▼

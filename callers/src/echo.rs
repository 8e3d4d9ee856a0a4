//! In-process echo caller

use std::sync::atomic::{AtomicU64, Ordering};
use std::time::Duration;

use async_trait::async_trait;
use bytes::Bytes;
use yload_core::{CallError, CallOutcome, Caller, RawRequest, RawResponse, RetCode};

use crate::operation::{Operation, OperationTemplate};

/// Caller whose callee lives in-process and echoes every payload back
///
/// Useful for exercising the engine without a network: `delay` simulates a
/// slow callee and `fail_every` a flaky transport.
#[derive(Debug)]
pub struct EchoCaller {
    template: OperationTemplate,
    delay: Option<Duration>,
    fail_every: Option<u64>,
    calls: AtomicU64,
}

impl EchoCaller {
    /// Create an echo caller issuing operations named `op_name`
    pub fn new(op_name: impl Into<String>) -> Self {
        Self {
            template: OperationTemplate::new(op_name),
            delay: None,
            fail_every: None,
            calls: AtomicU64::new(0),
        }
    }

    /// Wait this long before echoing
    pub fn with_delay(mut self, delay: Duration) -> Self {
        self.delay = Some(delay);
        self
    }

    /// Fail every `n`th call with a transport error (0 disables)
    pub fn with_fail_every(mut self, n: u64) -> Self {
        self.fail_every = (n > 0).then_some(n);
        self
    }

    /// Calls performed so far
    pub fn calls(&self) -> u64 {
        self.calls.load(Ordering::Relaxed)
    }
}

impl Default for EchoCaller {
    fn default() -> Self {
        Self::new("op0")
    }
}

#[async_trait]
impl Caller for EchoCaller {
    fn name(&self) -> &str {
        "echo"
    }

    fn build_request(&self) -> RawRequest {
        self.template.build()
    }

    async fn call(&self, payload: &Bytes, _timeout: Duration) -> Result<Bytes, CallError> {
        let n = self.calls.fetch_add(1, Ordering::Relaxed) + 1;

        if let Some(delay) = self.delay {
            tokio::time::sleep(delay).await;
        }

        if matches!(self.fail_every, Some(every) if n % every == 0) {
            return Err(CallError::Transport(format!("echo connection reset (call {n})")));
        }

        Ok(payload.clone())
    }

    fn check_response(&self, request: RawRequest, response: RawResponse) -> CallOutcome {
        let echoed = match Operation::decode(&response.payload) {
            Ok(op) => op,
            Err(e) => {
                return CallOutcome::new(
                    request,
                    response,
                    RetCode::ResponseError,
                    format!("undecodable echo: {e}"),
                );
            }
        };

        match Operation::decode(&request.payload) {
            Ok(sent) if sent == echoed => CallOutcome::success(request, response),
            _ => {
                let message = format!(
                    "echo mismatch: got {}({:?}), expected {}",
                    echoed.op_name,
                    echoed.op_num,
                    self.template.op_name()
                );
                CallOutcome::new(request, response, RetCode::CalleeError, message)
            }
        }
    }
}
//! Load generator lifecycle and pacing loop

use std::sync::{Arc, Mutex, PoisonError};

use tokio::runtime::Handle;
use tokio::sync::broadcast;
use tokio::task::JoinHandle;
use tokio::time::Instant;

use crate::channel::{DeliveryError, ResultSink};
use crate::config::ParamSet;
use crate::response::CallOutcome;
use crate::tickets::TicketPool;
use crate::traits::Caller;

use super::call;
use super::pacer::Pacer;
use super::stats::{Counters, GeneratorStats};
use super::status::{LifecycleState, Status};

/// State shared by the pacing loop and every call task
pub(crate) struct Shared {
    pub(crate) caller: Arc<dyn Caller>,
    pub(crate) params: ParamSet,
    pub(crate) tickets: TicketPool,
    pub(crate) sink: ResultSink,
    pub(crate) state: LifecycleState,
    pub(crate) counters: Counters,
}

impl Shared {
    /// Hand an outcome to the consumer without blocking
    ///
    /// Refused when the generator is not running or the channel is full;
    /// refusals are counted and logged, never escalated.
    pub(crate) fn deliver(&self, outcome: CallOutcome) -> bool {
        let status = self.state.get();
        if status != Status::Running {
            self.counters.record_dropped();
            tracing::warn!(
                id = ?outcome.id,
                code = %outcome.code,
                %status,
                "Generator not running, outcome dropped"
            );
            return false;
        }

        let id = outcome.id;
        let code = outcome.code;
        match self.sink.try_deliver(outcome) {
            Ok(()) => {
                self.counters.record_delivered();
                true
            }
            Err(DeliveryError::Full) => {
                self.counters.record_dropped();
                tracing::warn!(id = ?id, %code, "Result channel full, outcome dropped");
                false
            }
            Err(DeliveryError::Closed) => {
                self.counters.record_dropped();
                tracing::warn!(id = ?id, %code, "Result channel closed, outcome dropped");
                false
            }
        }
    }
}

/// Rate-paced load generator
///
/// Single-shot: [`start`](Self::start) moves it from `NotStarted` to
/// `Running`, [`stop`](Self::stop) from `Running` to `Stopped`, and a
/// stopped generator cannot be restarted. Dropping the generator ends a
/// running pacing loop.
pub struct LoadGenerator {
    shared: Arc<Shared>,

    /// Stops the pacing loop
    shutdown_tx: broadcast::Sender<()>,

    /// Pacing loop task, present between start and join
    pacing: Mutex<Option<JoinHandle<u64>>>,
}

impl LoadGenerator {
    /// Create a new generator
    ///
    /// Use [`GeneratorBuilder`](super::GeneratorBuilder), which validates
    /// the parameters and sizes the ticket pool.
    pub(crate) fn new(
        params: ParamSet,
        caller: Arc<dyn Caller>,
        tickets: TicketPool,
        sink: ResultSink,
    ) -> Self {
        let (shutdown_tx, _) = broadcast::channel(1);

        Self {
            shared: Arc::new(Shared {
                caller,
                params,
                tickets,
                sink,
                state: LifecycleState::new(),
                counters: Counters::default(),
            }),
            shutdown_tx,
            pacing: Mutex::new(None),
        }
    }

    /// Start dispatching calls
    ///
    /// Returns immediately. `false` if the generator was already started,
    /// or if called outside a tokio runtime.
    pub fn start(&self) -> bool {
        let Ok(runtime) = Handle::try_current() else {
            tracing::error!("Load generator must be started from within a tokio runtime");
            return false;
        };

        // Subscribe before the transition so a concurrent stop is never missed.
        let shutdown_rx = self.shutdown_tx.subscribe();
        if !self
            .shared
            .state
            .transition(Status::NotStarted, Status::Running)
        {
            tracing::warn!(status = %self.status(), "Load generator start refused");
            return false;
        }

        let params = &self.shared.params;
        tracing::info!(
            caller = self.shared.caller.name(),
            timeout = ?params.timeout,
            rate = %params.rate,
            duration = ?params.duration,
            concurrency = self.shared.tickets.capacity(),
            "Starting load generator"
        );

        let deadline = Instant::now() + params.duration;
        let handle = runtime.spawn(pace(Arc::clone(&self.shared), shutdown_rx, deadline));
        *self.pacing.lock().unwrap_or_else(PoisonError::into_inner) = Some(handle);

        true
    }

    /// Stop dispatching and close the ticket pool and the result channel
    ///
    /// In-flight calls run to completion; their outcomes are dropped.
    /// `false` if the generator is not running.
    pub fn stop(&self) -> bool {
        if !self
            .shared
            .state
            .transition(Status::Running, Status::Stopped)
        {
            tracing::warn!(status = %self.status(), "Load generator stop refused");
            return false;
        }

        self.shared.tickets.close();
        let _ = self.shutdown_tx.send(());
        self.shared.sink.close();

        tracing::info!(
            dispatched = self.shared.counters.dispatched(),
            in_flight = self.shared.tickets.in_use(),
            "Load generator stopped"
        );
        true
    }

    /// Current lifecycle state
    pub fn status(&self) -> Status {
        self.shared.state.get()
    }

    /// Wait for the pacing loop to finish
    ///
    /// Returns the number of dispatched calls, or `None` if the generator
    /// was never started or has already been joined.
    pub async fn join(&self) -> Option<u64> {
        let handle = self
            .pacing
            .lock()
            .unwrap_or_else(PoisonError::into_inner)
            .take()?;

        match handle.await {
            Ok(dispatched) => Some(dispatched),
            Err(e) => {
                tracing::error!(error = %e, "Pacing loop task failed");
                None
            }
        }
    }

    /// Number of calls that may be in flight at once
    pub fn concurrency(&self) -> u32 {
        self.shared.tickets.capacity()
    }

    /// Calls dispatched so far
    pub fn call_count(&self) -> u64 {
        self.shared.counters.dispatched()
    }

    /// Tickets currently available
    pub fn remaining_tickets(&self) -> u32 {
        self.shared.tickets.remainder()
    }

    /// Whether the pacing loop can still take tickets
    ///
    /// Turns `false` once the generator is stopped or the run duration
    /// has elapsed.
    pub fn tickets_active(&self) -> bool {
        self.shared.tickets.is_active()
    }

    /// Snapshot of the dispatch counters
    pub fn stats(&self) -> GeneratorStats {
        self.shared
            .counters
            .snapshot(self.shared.tickets.in_use())
    }

    /// The parameters this generator runs with
    pub fn params(&self) -> &ParamSet {
        &self.shared.params
    }
}

impl std::fmt::Debug for LoadGenerator {
    fn fmt(&self, f: &mut std::fmt::Formatter<'_>) -> std::fmt::Result {
        f.debug_struct("LoadGenerator")
            .field("caller", &self.shared.caller.name())
            .field("params", &self.shared.params)
            .field("concurrency", &self.concurrency())
            .field("status", &self.status())
            .field("sink_closed", &self.shared.sink.is_closed())
            .finish()
    }
}

/// Dispatch calls until the deadline passes or the generator is stopped
async fn pace(
    shared: Arc<Shared>,
    mut shutdown: broadcast::Receiver<()>,
    deadline: Instant,
) -> u64 {
    let mut pacer = Pacer::new(shared.params.rate);
    let expired = tokio::time::sleep_until(deadline);
    tokio::pin!(expired);

    tracing::debug!(?pacer, "Pacing loop started");

    loop {
        let ticket = tokio::select! {
            biased;

            _ = shutdown.recv() => {
                tracing::debug!("Pacing loop received stop signal");
                break;
            }

            _ = &mut expired => {
                tracing::debug!("Run duration elapsed");
                break;
            }

            // Blocks while the pool is exhausted; that is the backpressure.
            ticket = async {
                pacer.tick().await;
                shared.tickets.take().await
            } => ticket,
        };

        match ticket {
            Ok(ticket) => {
                shared.counters.record_dispatch();
                tokio::spawn(call::run(Arc::clone(&shared), ticket));
            }
            Err(e) => {
                // stop() closes the pool before signalling shutdown
                tracing::debug!(error = %e, "Ticket pool closed, pacing loop stopping");
                break;
            }
        }
    }

    shared.tickets.close();
    shared.sink.close();
    let dispatched = shared.counters.dispatched();
    tracing::info!(dispatched, rated = pacer.is_rated(), "Pacing loop finished");
    dispatched
}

▲

| Exercise instructions |
Select every line above that contains the word "from", and copy it.

| Output below |
/// Single-shot: [`start`](Self::start) moves it from `NotStarted` to
/// `Running`, [`stop`](Self::stop) from `Running` to `Stopped`, and a
            tracing::error!("Load generator must be started from within a tokio runtime");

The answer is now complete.